● **Provided records**:

= = =

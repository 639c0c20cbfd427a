//! Configuration loaded from environment variables.
//!
//! Every key has a safe default except the issuer identity. Production
//! additionally requires real SOL credentials.

use std::fmt;
use std::path::PathBuf;
use std::str::FromStr;
use std::sync::Arc;

use rust_decimal::Decimal;
use thiserror::Error;

use crate::core::{AddressBuilder, DEFAULT_IGV_RATE, Issuer, IssuerBuilder, SunatEnvironment};
use crate::emission::EmissionSettings;
use crate::signing::{DisabledSigner, Signer, SigningError, XadesSigner};
use crate::transmission::Credentials;

pub const DEFAULT_BETA_ENDPOINT: &str =
    "https://e-beta.sunat.gob.pe/ol-ti-itcpfegem-beta/billService";
pub const DEFAULT_PROD_ENDPOINT: &str =
    "https://e-factura.sunat.gob.pe/ol-ti-itcpfegem/billService";

/// SOL user and password SUNAT publishes for its beta service.
const BETA_SOL_USER: &str = "MODDATOS";
const BETA_SOL_PASSWORD: &str = "moddatos";

#[derive(Debug, Error)]
#[non_exhaustive]
pub enum ConfigError {
    #[error("missing required configuration: {0}")]
    Missing(&'static str),

    #[error("invalid value for {key}: '{value}'")]
    Invalid { key: &'static str, value: String },
}

/// Application configuration.
#[derive(Clone)]
pub struct AppConfig {
    pub ruc: String,
    pub company_name: String,
    pub trade_name: Option<String>,
    pub ubigeo: String,
    pub address: String,
    pub district: String,
    pub province: String,
    pub department: String,
    pub environment: SunatEnvironment,
    pub beta_endpoint: String,
    pub prod_endpoint: String,
    pub sol_user: String,
    pub sol_password: String,
    /// Base URL of the XAdES signer; `None` disables signing.
    pub xades_url: Option<String>,
    pub xades_key_alias: String,
    pub storage_path: PathBuf,
    pub database_url: String,
    pub igv_rate: Decimal,
    pub currency: String,
}

impl AppConfig {
    /// Load from the process environment.
    pub fn from_env() -> Result<Self, ConfigError> {
        Self::from_lookup(|key| std::env::var(key).ok())
    }

    /// Load through an arbitrary key lookup. Blank values count as unset.
    pub fn from_lookup(lookup: impl Fn(&str) -> Option<String>) -> Result<Self, ConfigError> {
        let get = |key: &str| {
            lookup(key)
                .map(|v| v.trim().to_string())
                .filter(|v| !v.is_empty())
        };
        let or = |key: &str, default: &str| get(key).unwrap_or_else(|| default.to_string());

        let environment = match get("SUNAT_ENV") {
            None => SunatEnvironment::Beta,
            Some(v) => SunatEnvironment::parse(&v).ok_or(ConfigError::Invalid {
                key: "SUNAT_ENV",
                value: v,
            })?,
        };

        let ruc = get("SUNAT_RUC").ok_or(ConfigError::Missing("SUNAT_RUC"))?;
        if ruc.len() != 11 || !ruc.chars().all(|c| c.is_ascii_digit()) {
            return Err(ConfigError::Invalid {
                key: "SUNAT_RUC",
                value: ruc,
            });
        }

        let (sol_user, sol_password) = match environment {
            SunatEnvironment::Beta => (
                or("SUNAT_SOL_USER", BETA_SOL_USER),
                or("SUNAT_SOL_PASSWORD", BETA_SOL_PASSWORD),
            ),
            SunatEnvironment::Production => (
                get("SUNAT_SOL_USER").ok_or(ConfigError::Missing("SUNAT_SOL_USER"))?,
                get("SUNAT_SOL_PASSWORD").ok_or(ConfigError::Missing("SUNAT_SOL_PASSWORD"))?,
            ),
        };

        let igv_rate = match get("IGV_RATE") {
            None => DEFAULT_IGV_RATE,
            Some(v) => match Decimal::from_str(&v) {
                Ok(rate) if rate >= Decimal::ZERO && rate < Decimal::ONE => rate,
                _ => {
                    return Err(ConfigError::Invalid {
                        key: "IGV_RATE",
                        value: v,
                    });
                }
            },
        };

        Ok(AppConfig {
            ruc,
            company_name: get("COMPANY_NAME").ok_or(ConfigError::Missing("COMPANY_NAME"))?,
            trade_name: get("COMPANY_TRADE_NAME"),
            ubigeo: or("COMPANY_UBIGEO", "150101"),
            address: or("COMPANY_ADDRESS", "-"),
            district: or("COMPANY_DISTRICT", "LIMA"),
            province: or("COMPANY_PROVINCE", "LIMA"),
            department: or("COMPANY_DEPARTMENT", "LIMA"),
            environment,
            beta_endpoint: or("SUNAT_BETA_ENDPOINT", DEFAULT_BETA_ENDPOINT),
            prod_endpoint: or("SUNAT_PROD_ENDPOINT", DEFAULT_PROD_ENDPOINT),
            sol_user,
            sol_password,
            xades_url: get("XADES_URL"),
            xades_key_alias: or("XADES_KEY_ALIAS", "prod"),
            storage_path: PathBuf::from(or("CPE_STORAGE_PATH", "./storage/cpe")),
            database_url: or("DATABASE_URL", "./cpe.db"),
            igv_rate,
            currency: or("CURRENCY", "PEN"),
        })
    }

    /// `sendBill` endpoint of the configured environment.
    pub fn endpoint(&self) -> &str {
        match self.environment {
            SunatEnvironment::Beta => &self.beta_endpoint,
            SunatEnvironment::Production => &self.prod_endpoint,
        }
    }

    pub fn credentials(&self) -> Credentials {
        Credentials::for_environment(
            self.environment,
            &self.ruc,
            &self.sol_user,
            self.sol_password.clone(),
        )
    }

    pub fn issuer(&self) -> Issuer {
        let address = AddressBuilder::new(self.ubigeo.clone(), self.address.clone())
            .district(self.district.clone())
            .province(self.province.clone())
            .department(self.department.clone())
            .build();
        let mut builder = IssuerBuilder::new(self.ruc.clone(), self.company_name.clone())
            .address(address);
        if let Some(name) = &self.trade_name {
            builder = builder.trade_name(name.clone());
        }
        builder.build()
    }

    pub fn emission_settings(&self) -> EmissionSettings {
        EmissionSettings::new(self.environment, self.endpoint(), self.credentials())
            .igv_rate(self.igv_rate)
            .currency(self.currency.clone())
    }

    /// The XAdES signer when `XADES_URL` is set, otherwise a disabled one.
    pub fn signer(&self) -> Result<Arc<dyn Signer>, SigningError> {
        match &self.xades_url {
            Some(url) => Ok(Arc::new(XadesSigner::new(
                url.clone(),
                self.xades_key_alias.clone(),
            )?)),
            None => Ok(Arc::new(DisabledSigner)),
        }
    }
}

impl fmt::Debug for AppConfig {
    fn fmt(&self, f: &mut fmt::Formatter<'_>) -> fmt::Result {
        f.debug_struct("AppConfig")
            .field("ruc", &self.ruc)
            .field("company_name", &self.company_name)
            .field("environment", &self.environment)
            .field("endpoint", &self.endpoint())
            .field("sol_user", &self.sol_user)
            .field("sol_password", &"***")
            .field("xades_url", &self.xades_url)
            .field("storage_path", &self.storage_path)
            .field("database_url", &self.database_url)
            .field("igv_rate", &self.igv_rate)
            .field("currency", &self.currency)
            .finish_non_exhaustive()
    }
}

= = =

● **Task to carry out**:
Scan the material above and copy every line that holds the string "EmissionSettings".

● **Problem solution**:
use crate::emission::EmissionSettings;
    pub fn emission_settings(&self) -> EmissionSettings {
        EmissionSettings::new(self.environment, self.endpoint(), self.credentials())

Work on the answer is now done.